According to reports from Business Insider, the internal project, codenamed ‘Metis’, is designed to be accessible for users via web browser.

Metis will work in a similar fashion to ChatGPT, providing users text and image-based answers in response to user queries. The chatbot will also reportedly provide links within answers to give users access to source materials used when generating a response, and even suggest follow-up queries.

Sources told the publication the chatbot will be powered by Amazon’s internal AI model, dubbed ‘Olympus’, which is also believed to be in development.
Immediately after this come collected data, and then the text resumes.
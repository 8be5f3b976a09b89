//! Export of the current travel as CSV documents and JSON backups.
//!
//! This is presentation plumbing around the settlement engine: everything is
//! rendered from DTO snapshots, and file writing is confined to
//! [`ExportService::export_all_to_path`].

use std::fs;
use std::path::Path;
use std::sync::Arc;

use anyhow::{Context, Result};
use chrono::Utc;
use log::info;

use shared::{ExportDocument, ExportToPathRequest, ExportToPathResponse};

use crate::domain::error::DomainError;
use crate::domain::mappers;
use crate::domain::models::Travel;
use crate::domain::settlement_service::SettlementService;
use crate::domain::travel_service::TravelService;
use crate::storage::LedgerStore;

#[derive(Clone)]
pub struct ExportService {
    store: Arc<LedgerStore>,
}

impl ExportService {
    pub fn new(store: Arc<LedgerStore>) -> Self {
        Self { store }
    }

    /// Settlement summary: travel header, per-participant settlement table,
    /// and the suggested transfer list.
    pub fn export_summary_csv(
        &self,
        settlement_service: &SettlementService,
    ) -> Result<ExportDocument> {
        let travel = self.current_travel()?;

        let mut content = String::new();
        content.push_str("Travel Expense Summary\n");
        content.push_str(&format!("Travel Name:,{}\n", csv_field(&travel.name)));
        content.push_str(&format!(
            "Travel Period:,{} - {}\n",
            travel.start_date, travel.end_date
        ));
        content.push_str(&format!(
            "Total Expenses:,{:.2}\n",
            settlement_service.total_expenses()
        ));
        content.push_str(&format!(
            "Travel Fund Balance:,{:.2}\n",
            settlement_service.travel_fund_balance()
        ));
        content.push('\n');

        content.push_str(
            "Participant,Advance Paid,Personally Paid,Expense Share,Due Amount,Refund Amount,Donated\n",
        );
        for settlement in settlement_service
            .calculate_settlements()
            .iter()
            .map(mappers::settlement_to_dto)
        {
            content.push_str(&format!(
                "{},{:.2},{:.2},{:.2},{:.2},{:.2},{}\n",
                csv_field(&settlement.name),
                settlement.advance_paid,
                settlement.personally_paid,
                settlement.expense_share,
                settlement.due_amount,
                settlement.refund_amount,
                if settlement.donated { "Yes" } else { "No" },
            ));
        }

        let transfers = settlement_service.settlement_transfers();
        if !transfers.is_empty() {
            content.push('\n');
            content.push_str("Suggested Transfers\n");
            content.push_str("From,To,Amount\n");
            for transfer in transfers.iter().map(mappers::transfer_to_dto) {
                content.push_str(&format!(
                    "{},{},{:.2}\n",
                    csv_field(participant_name(&travel, &transfer.from)),
                    csv_field(participant_name(&travel, &transfer.to)),
                    transfer.amount,
                ));
            }
        }

        info!("EXPORT: built settlement summary for '{}'", travel.name);
        Ok(ExportDocument {
            filename: format!("{}-summary.csv", slugify(&travel.name)),
            content,
        })
    }

    pub fn export_expenses_csv(&self) -> Result<ExportDocument> {
        let travel = self.current_travel()?;
        let dto = mappers::travel_to_dto(&travel);

        let mut content = String::new();
        content.push_str("Date,Type,Amount,Paid By,Paid From Fund,Comment\n");
        for expense in &dto.expenses {
            let paid_by = expense
                .paid_by
                .iter()
                .map(|payer| {
                    format!(
                        "{}: {:.2}",
                        participant_name(&travel, &payer.participant_id),
                        payer.amount
                    )
                })
                .collect::<Vec<_>>()
                .join(", ");

            content.push_str(&format!(
                "{},{},{:.2},{},{},{}\n",
                expense.date,
                csv_field(&expense.type_label()),
                expense.amount,
                csv_field(&paid_by),
                if expense.paid_from_fund { "Yes" } else { "No" },
                csv_field(expense.comment.as_deref().unwrap_or("")),
            ));
        }

        Ok(ExportDocument {
            filename: format!("{}-expenses.csv", slugify(&travel.name)),
            content,
        })
    }

    pub fn export_contributions_csv(&self) -> Result<ExportDocument> {
        let travel = self.current_travel()?;
        let dto = mappers::travel_to_dto(&travel);

        let mut content = String::new();
        content.push_str("Date,Participant,Amount,Comment\n");
        for contribution in &dto.advance_contributions {
            content.push_str(&format!(
                "{},{},{:.2},{}\n",
                contribution.date,
                csv_field(participant_name(&travel, &contribution.participant_id)),
                contribution.amount,
                csv_field(contribution.comment.as_deref().unwrap_or("")),
            ));
        }

        Ok(ExportDocument {
            filename: format!("{}-contributions.csv", slugify(&travel.name)),
            content,
        })
    }

    pub fn export_participants_csv(&self) -> Result<ExportDocument> {
        let travel = self.current_travel()?;
        let dto = mappers::travel_to_dto(&travel);

        let mut content = String::new();
        content.push_str("Name,Email,Participation Periods\n");
        for participant in &dto.participants {
            let periods = participant
                .participation_periods
                .iter()
                .map(|period| format!("{} - {}", period.start_date, period.end_date))
                .collect::<Vec<_>>()
                .join(", ");

            content.push_str(&format!(
                "{},{},{}\n",
                csv_field(&participant.name),
                csv_field(participant.email.as_deref().unwrap_or("")),
                csv_field(&periods),
            ));
        }

        Ok(ExportDocument {
            filename: format!("{}-participants.csv", slugify(&travel.name)),
            content,
        })
    }

    /// Write all four CSV documents into a directory.
    pub fn export_all_to_path(
        &self,
        request: ExportToPathRequest,
        settlement_service: &SettlementService,
    ) -> Result<ExportToPathResponse> {
        let directory = Path::new(&request.directory);
        fs::create_dir_all(directory)
            .with_context(|| format!("failed to create export directory {:?}", directory))?;

        let documents = vec![
            self.export_summary_csv(settlement_service)?,
            self.export_expenses_csv()?,
            self.export_contributions_csv()?,
            self.export_participants_csv()?,
        ];

        let mut written_files = Vec::with_capacity(documents.len());
        for document in documents {
            let path = directory.join(&document.filename);
            fs::write(&path, document.content)
                .with_context(|| format!("failed to write export file {:?}", path))?;
            written_files.push(path.to_string_lossy().into_owned());
        }

        info!("EXPORT: wrote {} files to {:?}", written_files.len(), directory);
        Ok(ExportToPathResponse { written_files })
    }

    /// Full travel backup as pretty-printed JSON, importable with
    /// [`ExportService::import_travel_json`].
    pub fn export_travel_json(&self) -> Result<ExportDocument> {
        let travel = self.current_travel()?;
        let dto = mappers::travel_to_dto(&travel);
        let content =
            serde_json::to_string_pretty(&dto).context("failed to serialize travel backup")?;

        // backup filenames keep the travel name readable, spaces as underscores
        let filename = format!(
            "{}_backup_{}.json",
            travel.name.split_whitespace().collect::<Vec<_>>().join("_"),
            Utc::now().date_naive()
        );

        info!("EXPORT: built JSON backup for '{}'", travel.name);
        Ok(ExportDocument { filename, content })
    }

    /// Read a travel back from a JSON backup and add it to the ledger. The
    /// imported travel is not selected as current.
    pub fn import_travel_json(
        &self,
        content: &str,
        travel_service: &TravelService,
    ) -> Result<Travel> {
        let dto: shared::Travel =
            serde_json::from_str(content).context("invalid travel backup JSON")?;
        let travel = mappers::travel_from_dto(dto)?;
        Ok(travel_service.insert_imported(travel))
    }

    fn current_travel(&self) -> Result<Travel> {
        self.store
            .current_travel()
            .ok_or_else(|| DomainError::NoCurrentTravel.into())
    }
}

fn participant_name<'a>(travel: &'a Travel, participant_id: &str) -> &'a str {
    travel
        .participant(participant_id)
        .map(|p| p.name.as_str())
        .unwrap_or("Unknown")
}

/// Filename slug: lowercase, whitespace to dashes, strip anything that is
/// not alphanumeric, dash, or underscore.
fn slugify(name: &str) -> String {
    name.to_lowercase()
        .split_whitespace()
        .collect::<Vec<_>>()
        .join("-")
        .chars()
        .filter(|c| c.is_ascii_alphanumeric() || *c == '-' || *c == '_')
        .collect()
}

fn csv_field(value: &str) -> String {
    if value.contains([',', '"', '\n']) {
        format!("\"{}\"", value.replace('"', "\"\""))
    } else {
        value.to_string()
    }
}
Reports on Olympus emerged late last year, but as of yet no concrete details have been teased by the firm.

Development of the chatbot is being led by Amazon’s artificial general intelligence (AGI) team, which is also working on the Olympus model, and the launch of the service could come in September to coincide with Amazon’s Alexa event.

Amazon eyes RAG capabilities with Metis chatbot launch

A key differentiator for Metis, sources suggested, is that retrieval augmented generation (RAG) will play a big role in optimizing how the chatbot produces responses. 
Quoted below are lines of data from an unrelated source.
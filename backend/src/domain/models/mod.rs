//! Domain models for the travel splitter.

pub mod contribution;
pub mod expense;
pub mod participant;
pub mod settlement;
pub mod travel;

pub use contribution::AdvanceContribution;
pub use expense::{Expense, ExpensePayer, ExpenseShare, ExpenseType};
pub use participant::{Participant, ParticipationPeriod};
pub use settlement::{Settlement, Transfer};
pub use travel::Travel;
RAG has become the latest industry buzzword amidst a flurry of AI activity over the last 18 months. This allows AI models to draw upon larger knowledge repositories such as organization-specific information, alongside user input, to inform their responses.

All told, this provides more relevant results for user queries. Metis will be no different, and will be able to source information beyond the original data used to train its supporting model, thereby providing more up-to-date responses.

Sources close to the matter told Business Insider the chatbot will be able to share the latest stock prices in real-time, for example.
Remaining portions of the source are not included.